I READ with interest the letter from Trevor Whittington, WAFarmers chief executive officer, on the suggestion that WAFarmers and the PGA consider amalgamating.
History tells us that if governments, of any persuasion, can divide an entity or entities then that is a good excuse for not doing anything.
With history on our side, I would like to illustrate what happened in the farm machinery industry and which has had positive results.
Back in the 1990s the Tractor and Machinery Association of Australia (TMA), represented the importers of agricultural equipment.
On the other side we had the Australian Machinery Manufacturers Association (AMMA) who represented the local manufacturers.
After a few years of negotiation, the TMA persuaded AMMA to come onboard and have one organisation to represent the whole industry and speak with one voice.
It worked well from day one and the thing which probably helped most was to alternate the chairmen – one would represent the TMA for one term and his deputy, who came from AMMA, would represent the locals and then vice-versa at subsequent elections.
Did we always agree on everything?
No, but we did for the majority of issues.
If there was a differing view we would thrash it out – sometimes using a specially-elected committee and decide on a solution.
Sometimes we agreed to disagree but in vast majority of cases we were all of one voice.
We had a similar situation in WA where we had the Farm Machinery Dealers Association (FMDA) and the WA Regional Manufacturers (WARM) which had their separate organisations.
About six years ago we combined the two into the Farm Machinery and Industry Association of WA (Inc) (FMIA) and we haven’t looked back.
We are the ‘go to’ association for those, predominantly government, who wish to know and learn more about our industry.
Additionally we have a seat on the TMA board which adds the FMIA network to their structure and in essence we have a national perspective, a bit like WAFarmers and the National Farmers’ Federation.
It makes so much sense to speak with one voice when the rest of the country and the world, is being driven by minority groups these days, with disastrous consequences.

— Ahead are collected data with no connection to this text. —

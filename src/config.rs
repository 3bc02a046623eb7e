use crate::error::ConfigError;

pub const DEFAULT_PROCESS_SIZE: usize = 4096;
pub const DEFAULT_NUM_CHANNELS: u16 = 1;
pub const DEFAULT_SAMPLE_RATE: u32 = 16_000;

/// Byte order used for PCM samples and WAV header fields.
#[derive(Clone, Copy, Debug, PartialEq, Eq)]
pub enum Endianness {
    Little,
    Big,
}

impl Endianness {
    /// Byte order of the host platform.
    pub fn native() -> Self {
        if cfg!(target_endian = "little") {
            Endianness::Little
        } else {
            Endianness::Big
        }
    }

    pub fn from_little(little_endian: bool) -> Self {
        if little_endian {
            Endianness::Little
        } else {
            Endianness::Big
        }
    }

    pub fn is_little(self) -> bool {
        self == Endianness::Little
    }
}

impl Default for Endianness {
    fn default() -> Self {
        Self::native()
    }
}

/// Quantization depth of exported PCM.
#[derive(Clone, Copy, Debug, Default, PartialEq, Eq)]
pub enum SampleBits {
    Eight,
    #[default]
    Sixteen,
}

impl SampleBits {
    pub fn bits(self) -> u16 {
        match self {
            SampleBits::Eight => 8,
            SampleBits::Sixteen => 16,
        }
    }

    pub fn bytes_per_sample(self) -> usize {
        match self {
            SampleBits::Eight => 1,
            SampleBits::Sixteen => 2,
        }
    }
}

impl TryFrom<u16> for SampleBits {
    type Error = ConfigError;

    fn try_from(bits: u16) -> Result<Self, Self::Error> {
        match bits {
            8 => Ok(SampleBits::Eight),
            16 => Ok(SampleBits::Sixteen),
            other => Err(ConfigError::UnsupportedSampleBits(other)),
        }
    }
}

/// Per-session processing configuration. Built once and handed to the
/// processor in `ProcessorMessage::Init`; never mutated afterwards.
#[derive(Clone, Copy, Debug, PartialEq)]
pub struct ProcessOptions {
    pub process_size: usize, // Samples per emitted chunk (interleaved count)
    pub num_channels: u16,   // 1 or 2
    pub sample_bits: SampleBits,
    pub sample_rate: u32,
    pub endianness: Endianness,
}

impl Default for ProcessOptions {
    fn default() -> Self {
        Self {
            process_size: DEFAULT_PROCESS_SIZE,
            num_channels: DEFAULT_NUM_CHANNELS,
            sample_bits: SampleBits::default(),
            sample_rate: DEFAULT_SAMPLE_RATE,
            endianness: Endianness::native(),
        }
    }
}

impl ProcessOptions {
    pub fn with_process_size(mut self, process_size: usize) -> Self {
        self.process_size = process_size;
        self
    }

    pub fn with_num_channels(mut self, num_channels: u16) -> Self {
        self.num_channels = num_channels;
        self
    }

    pub fn with_sample_bits(mut self, sample_bits: SampleBits) -> Self {
        self.sample_bits = sample_bits;
        self
    }

    pub fn with_sample_rate(mut self, sample_rate: u32) -> Self {
        self.sample_rate = sample_rate;
        self
    }

    pub fn with_endianness(mut self, endianness: Endianness) -> Self {
        self.endianness = endianness;
        self
    }

    pub fn validate(&self) -> Result<(), ConfigError> {
        if self.process_size == 0 {
            return Err(ConfigError::ZeroProcessSize);
        }
        if !(1..=2).contains(&self.num_channels) {
            return Err(ConfigError::UnsupportedChannelCount(self.num_channels));
        }
        if self.sample_rate == 0 {
            return Err(ConfigError::ZeroSampleRate);
        }
        Ok(())
    }

    /// Seconds of audio represented by `samples` interleaved samples.
    pub fn duration_secs(&self, samples: u64) -> f64 {
        samples as f64 / (self.sample_rate as f64 * self.num_channels as f64)
    }
}

/// Export configuration consumed by the PCM and WAV encoders.
#[derive(Clone, Copy, Debug, PartialEq, Eq)]
pub struct PcmFormat {
    pub sample_rate: u32,
    pub num_channels: u16,
    pub sample_bits: SampleBits,
    pub endianness: Endianness,
}

impl Default for PcmFormat {
    fn default() -> Self {
        PcmFormat::from(&ProcessOptions::default())
    }
}

impl From<&ProcessOptions> for PcmFormat {
    fn from(options: &ProcessOptions) -> Self {
        Self {
            sample_rate: options.sample_rate,
            num_channels: options.num_channels,
            sample_bits: options.sample_bits,
            endianness: options.endianness,
        }
    }
}

impl PcmFormat {
    pub fn block_align(&self) -> u16 {
        self.num_channels * self.sample_bits.bytes_per_sample() as u16
    }

    pub fn byte_rate(&self) -> u32 {
        self.sample_rate * self.block_align() as u32
    }
}
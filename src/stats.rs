use std::sync::{Arc, Mutex};

#[derive(Clone, Debug, Default)]
pub struct StageStats {
    pub samples: u64,
    pub total_ns: u128,
    pub max_ns: u64,
}

impl StageStats {
    pub fn record(&mut self, duration_ns: u64) {
        self.samples += 1;
        self.total_ns += duration_ns as u128;
        self.max_ns = self.max_ns.max(duration_ns);
    }

    pub fn avg_ns(&self) -> f64 {
        if self.samples == 0 {
            0.0
        } else {
            self.total_ns as f64 / self.samples as f64
        }
    }
}

#[derive(Clone, Debug, Default)]
pub struct RuntimeStats {
    pub windows_in: u64,
    pub samples_in: u64,
    pub chunks_out: u64,
    pub samples_out: u64,
    pub rejected_messages: u64,
    pub sink_errors: u64,

    pub last_vol: f32,
    pub peak_vol: f32,

    pub window_processing: StageStats,
}

impl RuntimeStats {
    pub fn record_chunk(&mut self, samples: usize, vol: f32) {
        self.chunks_out += 1;
        self.samples_out += samples as u64;
        self.last_vol = vol;
        self.peak_vol = self.peak_vol.max(vol);
    }
}

#[derive(Clone, Default)]
pub struct RuntimeStatsHandle {
    inner: Arc<Mutex<RuntimeStats>>,
}

impl RuntimeStatsHandle {
    pub fn new() -> Self {
        Self::default()
    }

    pub fn update<F>(&self, update_fn: F)
    where
        F: FnOnce(&mut RuntimeStats),
    {
        if let Ok(mut stats) = self.inner.lock() {
            update_fn(&mut stats);
        }
    }

    pub fn snapshot(&self) -> RuntimeStats {
        if let Ok(stats) = self.inner.lock() {
            stats.clone()
        } else {
            RuntimeStats::default()
        }
    }
}
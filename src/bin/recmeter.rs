//! Streams a raw capture through the chunking pipeline and exports it as WAV.
//!
//! The input is interleaved little-endian f32 samples, as dumped by most
//! capture tools. Volume readings for every emitted chunk are logged at info.

use anyhow::{bail, Context, Result};
use byteorder::{ByteOrder, LittleEndian};
use clap::Parser;
use log::LevelFilter;
use recmeter::{
    ChannelSet, ChannelSink, Endianness, PcmFormat, PipelineHandle, ProcessOptions, SampleBits,
};
use std::path::{Path, PathBuf};

/// Frames per render window fed to the pipeline.
const RENDER_QUANTUM: usize = 128;

#[derive(Parser, Debug)]
#[command(name = "recmeter")]
#[command(about = "Chunk, meter and export a raw f32 capture as WAV", long_about = None)]
struct Args {
    /// Raw interleaved little-endian f32 input
    input: PathBuf,

    /// WAV output path
    #[arg(short, long, default_value = "capture.wav")]
    output: PathBuf,

    #[arg(long, default_value_t = 16_000)]
    sample_rate: u32,

    #[arg(long, default_value_t = 1)]
    channels: u16,

    /// 8 or 16
    #[arg(long, default_value_t = 16)]
    sample_bits: u16,

    /// Samples per emitted chunk
    #[arg(long, default_value_t = 4096)]
    process_size: usize,

    /// Write big-endian PCM and header fields
    #[arg(long)]
    big_endian: bool,

    /// -v = debug, -vv = trace
    #[arg(short, long, action = clap::ArgAction::Count)]
    verbose: u8,
}

impl Args {
    fn log_level(&self) -> LevelFilter {
        match self.verbose {
            0 => LevelFilter::Info,
            1 => LevelFilter::Debug,
            _ => LevelFilter::Trace,
        }
    }

    fn options(&self) -> Result<ProcessOptions> {
        let endianness = if self.big_endian {
            Endianness::Big
        } else {
            Endianness::Little
        };
        let options = ProcessOptions {
            process_size: self.process_size,
            num_channels: self.channels,
            sample_bits: SampleBits::try_from(self.sample_bits)?,
            sample_rate: self.sample_rate,
            endianness,
        };
        options.validate()?;
        Ok(options)
    }
}

fn read_samples(path: &Path) -> Result<Vec<f32>> {
    let bytes = std::fs::read(path).with_context(|| format!("Failed to read {}", path.display()))?;
    let usable = bytes.len() - bytes.len() % 4;
    if usable != bytes.len() {
        log::warn!("ignoring {} trailing bytes", bytes.len() - usable);
    }
    let mut samples = vec![0.0f32; usable / 4];
    LittleEndian::read_f32_into(&bytes[..usable], &mut samples);
    Ok(samples)
}

fn window_from_frames(frames: &[f32], channels: u16) -> Result<ChannelSet> {
    if channels == 1 {
        return Ok(ChannelSet::mono(frames.to_vec()));
    }
    let left = frames.iter().step_by(2).copied().collect();
    let right = frames.iter().skip(1).step_by(2).copied().collect();
    Ok(ChannelSet::stereo(left, right)?)
}

fn main() -> Result<()> {
    let args = Args::parse();
    env_logger::Builder::new()
        .filter_level(LevelFilter::Warn)
        .filter_module("recmeter", args.log_level())
        .init();

    let options = args.options()?;
    let samples = read_samples(&args.input)?;
    let channels = options.num_channels as usize;
    if samples.len() % channels != 0 {
        bail!("{} samples do not divide into {} channels", samples.len(), channels);
    }

    let (chunk_tx, chunk_rx) = crossbeam_channel::unbounded();
    let mut handle = PipelineHandle::start(options, ChannelSink::new(chunk_tx))?;
    for frames in samples.chunks(RENDER_QUANTUM * channels) {
        handle.send_window(window_from_frames(frames, options.num_channels)?)?;
    }
    let duration = handle.stop()?;

    let mut captured = Vec::with_capacity(samples.len());
    for (index, chunk) in chunk_rx.try_iter().enumerate() {
        log::info!(
            "chunk {:>4}: {:>5} samples, vol {:.4}{}",
            index,
            chunk.buffer.len(),
            chunk.vol,
            if chunk.is_final { " (final)" } else { "" }
        );
        captured.extend(chunk.buffer);
    }

    let stats = handle.stats();
    log::info!(
        "{:.2}s captured, {} windows, {} chunks, peak vol {:.4}",
        duration,
        stats.windows_in,
        stats.chunks_out,
        stats.peak_vol
    );

    recmeter::write_wav_file(&args.output, &captured, &PcmFormat::from(&options))
}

From my experience the biggest challenge with any amalgation does not come from the respective members, but the paid personnel who try to maintain and protect their positions by building road blocks which makes the process slow and frustrating.
At the end of the day however it is the elected president/chairperson and committee members who will determine the outcome, one way or another.
If agriculture continues to be divided, government will not listen, but worse the agricultural split voice is in danger of being drowned out by minority social media numbers.